Radiologists dislike how their profession is portrayed on TV

VIENNA - Radiologists have a very low opinion of how their profession is portrayed on television programs, while patients and technologists believe the TV shows are accurate examples of radiology at work, according to a study presented on Sunday at ECR 2013.

The survey of more than 350 patients, technologists, and radiologists in the U.S. also found that the TV shows can help educate the public to the benefits of radiology and other healthcare issues.

Lead study author Dr. Tobias Heye, from the department of radiology at Universitätsspital Basel in Switzerland, and colleagues distributed questionnaires to 126 patients who were in a hospital for imaging, as well as 133 technologists and 107 radiologists, who replied to the survey online.

The survey asked respondents whether the portrayal of radiology compared to their real-life experiences, if radiological exams were shown, and how often did radiology staff appear on the TV shows "House M.D.," "ER," and "Grey's Anatomy."

The questionnaire collected data on the respondents' demographics, TV viewing habits, and their level of interest in medical TV shows. They also were asked if they could identify any radiology personnel on the three shows, how often did the programs show something radiology related, and did radiology play a role in a diagnosis.

"The most important question was to ask patients: How do you think radiology compares from what you know from TV to the actual experience when you come to a [radiology] department and get a scan?" Heye said. Patients rated their perceptions on a scale from 1 to 10, with 10 as very realistic.

Heye and colleagues found a moderate to significant correlation between the interest in medical TV shows and the viewers' perceptions that clinical reality was accurately portrayed in the group of patients (r = 0.49, p = 0.001) and technologists (r = 0.38, P=0.001). But radiologists appeared most skeptical, replying there was virtually no correlation between the portrayal of their profession on TV to reality (r = 0.01).

In the patients' survey, between 45% and 54% of respondents said they could identify who was the radiologist on the show, while between 32% and 47% of technologists also could pick out the radiologist. However, the radiologist's appearance was perceived by only 16% to 23% of radiologists.

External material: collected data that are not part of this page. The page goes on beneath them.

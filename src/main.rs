use clap::Parser;
use emu6502::config::{self, EmulatorConfig};
use emu6502::runtime::{Runtime, FIBONACCI_PROGRAM};
use std::error::Error;
use std::fs;
use std::path::PathBuf;

fn main() -> Result<(), Box<dyn Error>> {
    let args = CommandLineArgs::parse();
    let config = args.to_config();
    let trace = config.trace;

    let program = match &args.program {
        Some(path) => fs::read(path)?,
        None => FIBONACCI_PROGRAM.to_vec(),
    };

    let mut runtime = Runtime::new(config)?;
    runtime.load_program(&program)?;
    println!("{}", runtime.cpu());

    let result = runtime.run(|operation, cpu| {
        if trace {
            println!(
                "{:04x}  {:02x}  {:?} {:<11} {}",
                operation.location,
                operation.opcode,
                operation.instruction(),
                format!("{:?}", operation.params.addr_mode),
                cpu
            );
        }
    });

    match result {
        Ok(summary) => {
            println!("{}", runtime.cpu());
            println!("{} steps, {} cycles", summary.steps, summary.cycles);
            Ok(())
        }
        Err(e) => {
            log::error!("run aborted: {e}");
            println!("{}", runtime.cpu());
            Err(e.into())
        }
    }
}

#[derive(Parser, Debug)]
#[command(version, about = "Runs a raw 6502 program image", long_about = None)]
struct CommandLineArgs {
    /// raw program image; the built-in Fibonacci demo runs when omitted
    program: Option<PathBuf>,

    /// address the image is copied to
    #[arg(short, long, value_parser = config::parse_address, default_value = "0x0000")]
    load_address: u16,

    /// program counter after reset; defaults to the load address
    #[arg(short, long, value_parser = config::parse_address)]
    start_address: Option<u16>,

    /// number of instructions to execute
    #[arg(short = 'n', long, default_value_t = config::DEFAULT_MAX_STEPS)]
    steps: u64,

    /// bytes of memory to allocate (0x200 to 0x10000)
    #[arg(short, long, value_parser = config::parse_number, default_value = "0x10000")]
    memory_size: usize,

    /// print the registers after every instruction
    #[arg(short, long)]
    trace: bool,
}

impl CommandLineArgs {
    fn to_config(&self) -> EmulatorConfig {
        EmulatorConfig {
            memory_size: self.memory_size,
            load_address: self.load_address,
            start_address: self.start_address.unwrap_or(self.load_address),
            max_steps: self.steps,
            trace: self.trace,
        }
    }
}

"ER" was rated at the top among all three groups as the TV program that most accurately portrayed radiology. All three groups also agreed that radiology played an important role in diagnoses more than once on the three shows.

"Before I started in medicine, I watched 'ER' and said, 'Oh, that's pretty cool,'" Heye recalled. "We are broadcasting a lot of health information and topics through those series. I think if they would be more careful with what they actually show, we can use that in a positive way."

Medical TV programs apparently can influence viewers' perceptions and knowledge. In his ECR presentation, Heye cited a study from the Henry J. Kaiser Family Foundation, which found that more than 60% people who watch healthcare-related TV shows retain factual content from the programs long after an episode has aired.

The TV shows are an "educational tool and we have to be careful what we transmit there, because it sticks with the population," he added.